= What you have to do =
Answer with a bare number: the count of lines in the records below that have the word "input".

= Given information =

"""

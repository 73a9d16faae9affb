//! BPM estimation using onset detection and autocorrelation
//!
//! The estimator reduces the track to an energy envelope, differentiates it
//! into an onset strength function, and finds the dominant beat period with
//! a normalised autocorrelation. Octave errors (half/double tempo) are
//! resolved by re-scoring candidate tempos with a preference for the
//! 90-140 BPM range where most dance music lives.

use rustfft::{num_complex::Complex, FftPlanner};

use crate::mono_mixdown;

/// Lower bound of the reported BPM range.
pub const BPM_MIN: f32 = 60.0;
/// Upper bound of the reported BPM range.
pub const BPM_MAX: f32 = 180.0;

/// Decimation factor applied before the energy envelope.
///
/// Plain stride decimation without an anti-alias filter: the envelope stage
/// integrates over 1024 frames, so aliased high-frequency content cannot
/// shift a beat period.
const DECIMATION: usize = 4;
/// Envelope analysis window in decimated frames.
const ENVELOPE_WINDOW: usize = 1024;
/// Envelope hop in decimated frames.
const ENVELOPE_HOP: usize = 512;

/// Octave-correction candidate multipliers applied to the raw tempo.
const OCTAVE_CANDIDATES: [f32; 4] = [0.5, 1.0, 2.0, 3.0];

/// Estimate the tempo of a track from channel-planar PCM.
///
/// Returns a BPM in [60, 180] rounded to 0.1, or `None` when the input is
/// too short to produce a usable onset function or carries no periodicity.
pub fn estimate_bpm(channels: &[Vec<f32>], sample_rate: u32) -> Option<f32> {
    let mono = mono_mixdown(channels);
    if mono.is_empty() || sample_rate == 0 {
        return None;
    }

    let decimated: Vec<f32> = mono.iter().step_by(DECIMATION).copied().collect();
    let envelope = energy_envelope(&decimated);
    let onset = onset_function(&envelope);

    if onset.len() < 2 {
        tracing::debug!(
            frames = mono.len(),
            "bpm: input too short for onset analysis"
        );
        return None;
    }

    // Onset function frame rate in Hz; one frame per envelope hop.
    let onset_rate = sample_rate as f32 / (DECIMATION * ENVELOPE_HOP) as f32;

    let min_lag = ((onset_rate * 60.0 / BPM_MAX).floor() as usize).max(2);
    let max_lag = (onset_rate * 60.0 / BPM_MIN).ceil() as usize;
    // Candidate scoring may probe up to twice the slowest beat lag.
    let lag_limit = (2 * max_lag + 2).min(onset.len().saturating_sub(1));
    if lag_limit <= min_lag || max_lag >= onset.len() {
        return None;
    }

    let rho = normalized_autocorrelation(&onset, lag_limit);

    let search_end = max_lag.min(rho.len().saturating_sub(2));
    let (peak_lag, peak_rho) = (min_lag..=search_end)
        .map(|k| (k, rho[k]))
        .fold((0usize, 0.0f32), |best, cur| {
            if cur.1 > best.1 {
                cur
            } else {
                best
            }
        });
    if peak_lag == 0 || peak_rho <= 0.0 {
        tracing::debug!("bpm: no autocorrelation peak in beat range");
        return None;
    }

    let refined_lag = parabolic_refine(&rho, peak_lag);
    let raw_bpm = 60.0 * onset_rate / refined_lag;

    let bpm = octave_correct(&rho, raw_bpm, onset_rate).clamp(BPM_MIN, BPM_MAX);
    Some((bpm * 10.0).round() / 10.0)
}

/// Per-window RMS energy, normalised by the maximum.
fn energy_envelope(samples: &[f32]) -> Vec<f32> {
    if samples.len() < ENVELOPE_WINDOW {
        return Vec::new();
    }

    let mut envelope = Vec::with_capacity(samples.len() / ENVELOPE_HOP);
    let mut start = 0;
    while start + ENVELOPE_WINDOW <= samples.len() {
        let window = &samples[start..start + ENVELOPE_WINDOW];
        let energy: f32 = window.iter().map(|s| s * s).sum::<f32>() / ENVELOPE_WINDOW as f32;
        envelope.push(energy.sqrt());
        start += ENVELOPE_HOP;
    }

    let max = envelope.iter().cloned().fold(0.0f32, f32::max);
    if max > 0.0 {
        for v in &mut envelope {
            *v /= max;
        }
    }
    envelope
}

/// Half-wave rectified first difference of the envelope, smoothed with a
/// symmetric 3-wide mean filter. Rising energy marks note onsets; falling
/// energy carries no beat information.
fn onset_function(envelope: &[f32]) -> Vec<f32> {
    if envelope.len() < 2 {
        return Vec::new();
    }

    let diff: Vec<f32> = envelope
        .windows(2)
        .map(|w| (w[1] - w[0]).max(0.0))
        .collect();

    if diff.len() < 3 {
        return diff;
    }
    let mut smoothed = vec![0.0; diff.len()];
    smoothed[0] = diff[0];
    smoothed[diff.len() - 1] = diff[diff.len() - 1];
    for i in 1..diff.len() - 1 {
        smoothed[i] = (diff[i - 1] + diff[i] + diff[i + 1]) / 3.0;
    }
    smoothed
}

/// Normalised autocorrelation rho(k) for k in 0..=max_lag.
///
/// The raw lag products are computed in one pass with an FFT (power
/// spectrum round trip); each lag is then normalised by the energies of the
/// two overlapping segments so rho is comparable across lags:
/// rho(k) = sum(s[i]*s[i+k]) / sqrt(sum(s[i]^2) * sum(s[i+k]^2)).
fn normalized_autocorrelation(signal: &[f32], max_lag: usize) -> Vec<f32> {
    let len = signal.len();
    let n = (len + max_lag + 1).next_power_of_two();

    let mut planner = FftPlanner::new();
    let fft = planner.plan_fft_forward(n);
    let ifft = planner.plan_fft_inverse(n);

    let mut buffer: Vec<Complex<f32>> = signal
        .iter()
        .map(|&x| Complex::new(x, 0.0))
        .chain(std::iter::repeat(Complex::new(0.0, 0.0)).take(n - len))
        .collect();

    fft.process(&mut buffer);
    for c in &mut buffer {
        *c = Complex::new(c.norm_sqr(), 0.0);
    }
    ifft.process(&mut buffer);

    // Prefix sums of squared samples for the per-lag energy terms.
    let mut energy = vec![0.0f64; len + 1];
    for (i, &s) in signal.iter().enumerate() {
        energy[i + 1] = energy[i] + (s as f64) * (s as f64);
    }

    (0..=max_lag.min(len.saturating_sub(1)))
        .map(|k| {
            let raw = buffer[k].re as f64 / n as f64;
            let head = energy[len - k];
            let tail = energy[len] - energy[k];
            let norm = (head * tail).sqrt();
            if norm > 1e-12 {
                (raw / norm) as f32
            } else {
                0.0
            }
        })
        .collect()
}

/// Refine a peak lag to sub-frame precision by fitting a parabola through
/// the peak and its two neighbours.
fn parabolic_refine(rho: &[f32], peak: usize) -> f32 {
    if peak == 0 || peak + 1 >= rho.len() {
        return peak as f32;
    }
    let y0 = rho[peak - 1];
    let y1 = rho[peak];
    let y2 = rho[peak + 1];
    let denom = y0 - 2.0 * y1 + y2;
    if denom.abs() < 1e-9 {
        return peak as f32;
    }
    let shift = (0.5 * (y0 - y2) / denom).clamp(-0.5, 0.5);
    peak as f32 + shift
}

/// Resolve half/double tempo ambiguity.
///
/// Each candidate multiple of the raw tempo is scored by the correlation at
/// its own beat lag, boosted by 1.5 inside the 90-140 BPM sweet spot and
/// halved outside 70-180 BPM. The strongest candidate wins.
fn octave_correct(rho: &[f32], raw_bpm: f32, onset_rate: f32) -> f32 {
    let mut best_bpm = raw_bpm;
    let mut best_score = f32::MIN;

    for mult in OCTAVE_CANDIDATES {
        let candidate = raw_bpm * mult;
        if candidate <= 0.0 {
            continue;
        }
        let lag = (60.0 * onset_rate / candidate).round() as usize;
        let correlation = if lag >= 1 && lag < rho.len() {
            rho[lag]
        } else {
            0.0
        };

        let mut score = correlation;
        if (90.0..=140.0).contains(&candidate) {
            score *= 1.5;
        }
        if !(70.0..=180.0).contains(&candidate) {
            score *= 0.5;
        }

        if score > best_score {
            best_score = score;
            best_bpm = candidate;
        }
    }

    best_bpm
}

"""
"""

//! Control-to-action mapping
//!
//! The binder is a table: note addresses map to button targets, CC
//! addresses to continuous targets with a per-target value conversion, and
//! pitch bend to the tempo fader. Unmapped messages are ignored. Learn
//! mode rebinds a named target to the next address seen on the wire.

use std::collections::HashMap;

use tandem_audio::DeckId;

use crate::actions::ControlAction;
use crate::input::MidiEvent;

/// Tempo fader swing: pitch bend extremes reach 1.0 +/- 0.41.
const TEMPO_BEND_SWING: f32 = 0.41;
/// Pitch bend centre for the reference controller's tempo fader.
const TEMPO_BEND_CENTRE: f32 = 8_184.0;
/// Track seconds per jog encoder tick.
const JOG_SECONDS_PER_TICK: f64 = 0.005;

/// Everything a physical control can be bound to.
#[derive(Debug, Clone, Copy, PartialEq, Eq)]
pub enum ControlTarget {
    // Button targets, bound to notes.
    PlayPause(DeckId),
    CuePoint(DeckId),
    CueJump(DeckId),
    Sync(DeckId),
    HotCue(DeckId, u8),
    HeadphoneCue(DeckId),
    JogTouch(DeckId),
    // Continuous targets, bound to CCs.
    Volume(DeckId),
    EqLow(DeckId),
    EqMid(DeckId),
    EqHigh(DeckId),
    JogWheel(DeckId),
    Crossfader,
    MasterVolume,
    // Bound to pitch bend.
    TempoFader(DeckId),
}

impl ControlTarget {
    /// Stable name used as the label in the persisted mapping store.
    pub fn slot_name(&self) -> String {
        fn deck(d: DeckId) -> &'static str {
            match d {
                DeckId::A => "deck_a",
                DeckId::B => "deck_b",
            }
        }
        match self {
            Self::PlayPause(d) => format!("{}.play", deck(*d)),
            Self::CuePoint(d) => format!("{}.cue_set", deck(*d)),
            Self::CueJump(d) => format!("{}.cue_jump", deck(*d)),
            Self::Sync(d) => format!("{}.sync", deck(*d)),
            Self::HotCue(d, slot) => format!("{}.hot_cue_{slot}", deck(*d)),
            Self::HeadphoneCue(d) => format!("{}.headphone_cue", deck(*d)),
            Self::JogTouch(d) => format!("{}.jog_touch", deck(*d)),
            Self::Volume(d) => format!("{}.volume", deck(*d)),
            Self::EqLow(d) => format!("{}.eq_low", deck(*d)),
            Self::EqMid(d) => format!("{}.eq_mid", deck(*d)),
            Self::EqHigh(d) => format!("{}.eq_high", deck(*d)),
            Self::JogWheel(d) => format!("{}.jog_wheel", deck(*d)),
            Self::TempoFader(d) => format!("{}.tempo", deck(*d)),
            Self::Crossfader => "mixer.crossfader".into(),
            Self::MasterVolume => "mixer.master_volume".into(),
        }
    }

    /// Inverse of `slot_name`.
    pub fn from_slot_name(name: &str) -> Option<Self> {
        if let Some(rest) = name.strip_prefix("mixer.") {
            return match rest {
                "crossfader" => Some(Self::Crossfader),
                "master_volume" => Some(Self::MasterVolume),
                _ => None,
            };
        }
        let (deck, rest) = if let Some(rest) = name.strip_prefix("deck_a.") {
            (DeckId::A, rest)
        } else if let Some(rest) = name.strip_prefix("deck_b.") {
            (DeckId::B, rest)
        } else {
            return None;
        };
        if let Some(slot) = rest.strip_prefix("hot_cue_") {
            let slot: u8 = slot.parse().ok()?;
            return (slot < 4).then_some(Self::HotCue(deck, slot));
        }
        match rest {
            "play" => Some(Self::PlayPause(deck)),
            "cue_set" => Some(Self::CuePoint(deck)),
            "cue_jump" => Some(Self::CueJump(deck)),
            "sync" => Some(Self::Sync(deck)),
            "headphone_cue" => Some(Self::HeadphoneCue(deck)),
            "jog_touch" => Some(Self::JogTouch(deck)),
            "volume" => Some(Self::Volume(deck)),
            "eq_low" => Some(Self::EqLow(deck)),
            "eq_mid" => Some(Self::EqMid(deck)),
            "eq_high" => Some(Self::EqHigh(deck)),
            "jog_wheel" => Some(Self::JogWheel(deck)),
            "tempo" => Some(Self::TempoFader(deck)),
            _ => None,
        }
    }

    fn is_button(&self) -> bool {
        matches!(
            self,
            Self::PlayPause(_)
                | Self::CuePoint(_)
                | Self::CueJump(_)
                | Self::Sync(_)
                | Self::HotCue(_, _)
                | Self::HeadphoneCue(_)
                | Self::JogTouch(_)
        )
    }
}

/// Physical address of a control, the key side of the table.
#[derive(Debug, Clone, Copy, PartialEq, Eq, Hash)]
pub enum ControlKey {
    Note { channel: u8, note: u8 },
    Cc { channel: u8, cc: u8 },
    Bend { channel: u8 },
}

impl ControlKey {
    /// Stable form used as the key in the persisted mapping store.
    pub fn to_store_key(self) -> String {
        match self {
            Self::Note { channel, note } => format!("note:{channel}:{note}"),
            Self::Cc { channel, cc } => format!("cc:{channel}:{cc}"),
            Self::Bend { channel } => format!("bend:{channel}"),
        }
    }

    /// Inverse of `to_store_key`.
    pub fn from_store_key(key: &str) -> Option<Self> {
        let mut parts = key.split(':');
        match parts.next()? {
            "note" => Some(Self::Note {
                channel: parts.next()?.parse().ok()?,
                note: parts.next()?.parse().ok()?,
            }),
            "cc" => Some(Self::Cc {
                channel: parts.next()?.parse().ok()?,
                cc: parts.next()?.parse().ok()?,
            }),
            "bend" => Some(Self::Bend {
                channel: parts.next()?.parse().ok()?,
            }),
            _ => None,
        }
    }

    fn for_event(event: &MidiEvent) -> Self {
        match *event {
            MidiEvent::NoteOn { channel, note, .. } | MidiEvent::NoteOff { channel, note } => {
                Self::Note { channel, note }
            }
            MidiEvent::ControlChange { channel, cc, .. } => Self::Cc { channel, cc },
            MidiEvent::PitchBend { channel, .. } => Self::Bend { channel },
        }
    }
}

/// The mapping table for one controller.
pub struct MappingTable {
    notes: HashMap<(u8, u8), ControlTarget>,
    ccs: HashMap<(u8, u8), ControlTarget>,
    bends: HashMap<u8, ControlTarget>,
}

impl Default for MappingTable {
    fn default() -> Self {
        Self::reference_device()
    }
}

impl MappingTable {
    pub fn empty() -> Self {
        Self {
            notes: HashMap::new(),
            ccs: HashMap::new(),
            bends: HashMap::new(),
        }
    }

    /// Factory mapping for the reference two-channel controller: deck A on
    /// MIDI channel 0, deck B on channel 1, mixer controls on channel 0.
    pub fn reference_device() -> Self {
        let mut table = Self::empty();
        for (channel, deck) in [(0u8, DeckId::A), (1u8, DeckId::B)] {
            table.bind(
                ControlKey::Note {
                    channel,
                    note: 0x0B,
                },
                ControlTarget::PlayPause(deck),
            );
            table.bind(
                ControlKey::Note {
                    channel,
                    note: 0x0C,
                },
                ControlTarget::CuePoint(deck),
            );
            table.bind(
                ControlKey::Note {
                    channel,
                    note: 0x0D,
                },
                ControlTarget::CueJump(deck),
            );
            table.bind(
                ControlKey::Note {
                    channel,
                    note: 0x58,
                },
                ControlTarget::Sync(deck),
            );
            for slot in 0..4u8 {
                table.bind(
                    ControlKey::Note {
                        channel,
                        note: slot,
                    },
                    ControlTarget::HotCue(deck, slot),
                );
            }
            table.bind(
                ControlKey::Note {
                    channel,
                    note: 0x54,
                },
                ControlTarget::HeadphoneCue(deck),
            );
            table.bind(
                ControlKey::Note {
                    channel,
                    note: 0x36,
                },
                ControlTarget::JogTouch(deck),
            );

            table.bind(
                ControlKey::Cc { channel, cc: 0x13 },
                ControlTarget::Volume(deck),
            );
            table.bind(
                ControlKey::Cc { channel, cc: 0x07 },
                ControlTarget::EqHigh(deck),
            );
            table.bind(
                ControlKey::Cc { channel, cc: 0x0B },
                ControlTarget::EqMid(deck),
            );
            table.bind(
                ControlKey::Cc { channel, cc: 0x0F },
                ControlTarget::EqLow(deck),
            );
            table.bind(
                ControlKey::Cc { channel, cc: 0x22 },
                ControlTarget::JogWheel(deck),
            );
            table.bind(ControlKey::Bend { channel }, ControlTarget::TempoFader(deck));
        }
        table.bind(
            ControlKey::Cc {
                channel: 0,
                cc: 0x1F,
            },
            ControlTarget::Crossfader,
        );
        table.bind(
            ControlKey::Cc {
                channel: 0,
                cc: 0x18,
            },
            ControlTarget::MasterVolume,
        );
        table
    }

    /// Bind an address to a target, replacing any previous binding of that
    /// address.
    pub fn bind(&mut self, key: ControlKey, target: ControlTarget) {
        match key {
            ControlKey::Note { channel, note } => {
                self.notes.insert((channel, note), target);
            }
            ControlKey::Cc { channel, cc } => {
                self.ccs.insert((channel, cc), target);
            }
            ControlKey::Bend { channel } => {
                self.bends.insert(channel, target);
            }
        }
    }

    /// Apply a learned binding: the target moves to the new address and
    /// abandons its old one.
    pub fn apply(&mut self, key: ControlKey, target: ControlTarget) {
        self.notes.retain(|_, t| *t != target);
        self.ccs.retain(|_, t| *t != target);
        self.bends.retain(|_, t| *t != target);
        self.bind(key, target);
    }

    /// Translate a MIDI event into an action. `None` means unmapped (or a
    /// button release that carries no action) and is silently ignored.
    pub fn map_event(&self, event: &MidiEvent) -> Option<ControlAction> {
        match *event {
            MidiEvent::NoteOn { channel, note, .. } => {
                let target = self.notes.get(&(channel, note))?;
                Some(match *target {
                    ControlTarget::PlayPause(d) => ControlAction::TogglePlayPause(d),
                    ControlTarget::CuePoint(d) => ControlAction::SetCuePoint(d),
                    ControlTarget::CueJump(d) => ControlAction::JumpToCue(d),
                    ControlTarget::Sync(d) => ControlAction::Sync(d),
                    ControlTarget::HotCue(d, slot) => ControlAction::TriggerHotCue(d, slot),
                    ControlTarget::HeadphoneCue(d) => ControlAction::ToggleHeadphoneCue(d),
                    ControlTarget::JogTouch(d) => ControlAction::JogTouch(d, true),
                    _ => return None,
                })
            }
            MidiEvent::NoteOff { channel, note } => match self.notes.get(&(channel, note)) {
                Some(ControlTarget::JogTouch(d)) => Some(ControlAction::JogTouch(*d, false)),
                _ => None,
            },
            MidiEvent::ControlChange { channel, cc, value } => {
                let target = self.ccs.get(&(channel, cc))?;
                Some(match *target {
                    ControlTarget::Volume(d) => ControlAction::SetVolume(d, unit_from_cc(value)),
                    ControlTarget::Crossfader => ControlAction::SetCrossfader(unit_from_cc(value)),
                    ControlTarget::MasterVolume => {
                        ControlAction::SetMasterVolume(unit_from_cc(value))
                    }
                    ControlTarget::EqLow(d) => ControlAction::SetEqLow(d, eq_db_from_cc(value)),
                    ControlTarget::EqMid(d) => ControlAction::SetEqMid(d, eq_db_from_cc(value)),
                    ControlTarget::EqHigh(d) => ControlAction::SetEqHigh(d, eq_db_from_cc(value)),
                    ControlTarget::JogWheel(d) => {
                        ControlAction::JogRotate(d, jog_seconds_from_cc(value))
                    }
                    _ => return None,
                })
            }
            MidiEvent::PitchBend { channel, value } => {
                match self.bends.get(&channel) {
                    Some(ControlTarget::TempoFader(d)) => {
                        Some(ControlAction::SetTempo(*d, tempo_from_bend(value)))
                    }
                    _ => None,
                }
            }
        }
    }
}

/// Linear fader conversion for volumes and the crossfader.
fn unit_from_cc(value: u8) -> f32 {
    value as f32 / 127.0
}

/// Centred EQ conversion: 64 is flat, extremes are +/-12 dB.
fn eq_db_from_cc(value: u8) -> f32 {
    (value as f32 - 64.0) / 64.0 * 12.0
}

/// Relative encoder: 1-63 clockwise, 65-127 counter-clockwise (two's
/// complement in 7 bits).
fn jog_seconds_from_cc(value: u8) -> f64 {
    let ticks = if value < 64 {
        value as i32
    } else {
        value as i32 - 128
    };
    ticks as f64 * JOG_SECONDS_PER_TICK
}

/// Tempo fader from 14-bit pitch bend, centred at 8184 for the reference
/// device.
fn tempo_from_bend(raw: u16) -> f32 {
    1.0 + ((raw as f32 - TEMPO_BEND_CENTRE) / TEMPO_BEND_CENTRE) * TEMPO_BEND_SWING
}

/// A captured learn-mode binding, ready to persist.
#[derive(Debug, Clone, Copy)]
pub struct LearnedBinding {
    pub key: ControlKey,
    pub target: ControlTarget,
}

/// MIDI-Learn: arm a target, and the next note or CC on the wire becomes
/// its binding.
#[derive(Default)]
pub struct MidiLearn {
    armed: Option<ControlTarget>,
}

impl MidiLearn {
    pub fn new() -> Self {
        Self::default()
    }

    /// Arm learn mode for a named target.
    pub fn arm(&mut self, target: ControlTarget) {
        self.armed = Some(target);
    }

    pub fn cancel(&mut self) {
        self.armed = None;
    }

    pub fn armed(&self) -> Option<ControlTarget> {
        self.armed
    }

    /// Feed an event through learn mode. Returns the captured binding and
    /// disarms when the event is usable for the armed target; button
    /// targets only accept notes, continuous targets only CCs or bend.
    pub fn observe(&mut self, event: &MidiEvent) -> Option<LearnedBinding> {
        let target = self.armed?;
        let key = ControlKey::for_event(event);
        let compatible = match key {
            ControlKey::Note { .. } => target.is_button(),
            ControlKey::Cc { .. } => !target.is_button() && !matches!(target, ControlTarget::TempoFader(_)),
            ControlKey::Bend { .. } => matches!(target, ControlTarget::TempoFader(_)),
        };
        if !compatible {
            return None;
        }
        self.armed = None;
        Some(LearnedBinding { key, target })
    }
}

"""
"""

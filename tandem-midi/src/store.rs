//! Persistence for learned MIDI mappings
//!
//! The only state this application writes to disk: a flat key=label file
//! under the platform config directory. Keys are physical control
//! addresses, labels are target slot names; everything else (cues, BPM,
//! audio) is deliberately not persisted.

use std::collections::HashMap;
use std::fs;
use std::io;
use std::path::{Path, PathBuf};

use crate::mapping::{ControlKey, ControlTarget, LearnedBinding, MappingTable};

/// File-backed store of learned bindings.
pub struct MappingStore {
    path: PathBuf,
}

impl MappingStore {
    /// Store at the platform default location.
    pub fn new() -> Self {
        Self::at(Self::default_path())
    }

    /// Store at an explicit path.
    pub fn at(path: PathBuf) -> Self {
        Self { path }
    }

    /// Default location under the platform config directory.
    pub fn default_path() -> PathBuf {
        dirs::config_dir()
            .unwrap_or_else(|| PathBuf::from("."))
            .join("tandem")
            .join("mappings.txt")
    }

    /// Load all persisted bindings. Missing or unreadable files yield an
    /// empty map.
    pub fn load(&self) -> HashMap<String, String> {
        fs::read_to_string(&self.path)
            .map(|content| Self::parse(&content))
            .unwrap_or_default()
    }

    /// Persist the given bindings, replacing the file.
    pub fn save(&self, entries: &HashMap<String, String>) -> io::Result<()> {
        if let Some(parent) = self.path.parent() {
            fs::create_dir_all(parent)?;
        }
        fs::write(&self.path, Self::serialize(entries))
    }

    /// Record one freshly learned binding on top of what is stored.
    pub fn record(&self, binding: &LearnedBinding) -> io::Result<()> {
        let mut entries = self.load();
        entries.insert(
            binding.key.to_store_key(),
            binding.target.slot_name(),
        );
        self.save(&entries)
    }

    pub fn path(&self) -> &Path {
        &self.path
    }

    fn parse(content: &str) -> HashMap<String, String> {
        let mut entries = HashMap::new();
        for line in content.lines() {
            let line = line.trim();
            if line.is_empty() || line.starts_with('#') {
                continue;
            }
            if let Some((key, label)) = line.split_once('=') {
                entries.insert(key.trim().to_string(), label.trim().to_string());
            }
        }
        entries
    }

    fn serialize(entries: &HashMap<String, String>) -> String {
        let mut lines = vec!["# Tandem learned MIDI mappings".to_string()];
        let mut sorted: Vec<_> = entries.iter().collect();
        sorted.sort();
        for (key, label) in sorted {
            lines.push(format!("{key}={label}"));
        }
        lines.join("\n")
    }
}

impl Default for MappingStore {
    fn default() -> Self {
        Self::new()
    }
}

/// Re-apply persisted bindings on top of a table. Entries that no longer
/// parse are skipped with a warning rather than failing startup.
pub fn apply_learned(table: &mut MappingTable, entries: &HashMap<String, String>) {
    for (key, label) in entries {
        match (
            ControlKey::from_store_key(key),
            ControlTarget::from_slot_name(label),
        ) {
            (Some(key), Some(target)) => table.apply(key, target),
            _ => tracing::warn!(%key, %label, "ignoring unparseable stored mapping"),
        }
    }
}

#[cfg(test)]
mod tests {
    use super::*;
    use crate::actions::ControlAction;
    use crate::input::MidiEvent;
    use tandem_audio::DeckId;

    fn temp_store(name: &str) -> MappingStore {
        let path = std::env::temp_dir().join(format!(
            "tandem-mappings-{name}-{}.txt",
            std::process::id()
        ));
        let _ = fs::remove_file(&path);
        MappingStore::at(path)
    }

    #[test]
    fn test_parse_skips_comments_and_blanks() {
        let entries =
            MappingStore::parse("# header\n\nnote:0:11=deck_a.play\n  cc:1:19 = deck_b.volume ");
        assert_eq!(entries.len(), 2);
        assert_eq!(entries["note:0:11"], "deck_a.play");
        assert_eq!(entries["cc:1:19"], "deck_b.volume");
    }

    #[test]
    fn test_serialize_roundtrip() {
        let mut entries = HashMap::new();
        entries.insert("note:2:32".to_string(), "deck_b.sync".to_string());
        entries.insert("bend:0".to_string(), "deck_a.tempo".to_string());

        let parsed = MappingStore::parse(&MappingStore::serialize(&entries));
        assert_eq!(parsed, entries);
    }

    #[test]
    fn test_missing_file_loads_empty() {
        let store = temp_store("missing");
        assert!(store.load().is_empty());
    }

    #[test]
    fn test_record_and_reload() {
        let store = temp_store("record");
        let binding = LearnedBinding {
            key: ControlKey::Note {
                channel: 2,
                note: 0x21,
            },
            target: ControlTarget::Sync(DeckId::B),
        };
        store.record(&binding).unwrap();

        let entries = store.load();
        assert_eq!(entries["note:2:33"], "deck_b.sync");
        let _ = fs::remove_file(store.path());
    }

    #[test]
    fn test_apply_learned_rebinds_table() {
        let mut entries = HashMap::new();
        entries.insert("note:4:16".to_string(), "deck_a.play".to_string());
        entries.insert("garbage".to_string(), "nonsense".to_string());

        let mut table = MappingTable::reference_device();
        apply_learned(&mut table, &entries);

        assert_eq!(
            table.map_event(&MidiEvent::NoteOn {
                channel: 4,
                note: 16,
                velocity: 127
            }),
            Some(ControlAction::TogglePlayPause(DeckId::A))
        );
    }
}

"""

= Completed exercise =
4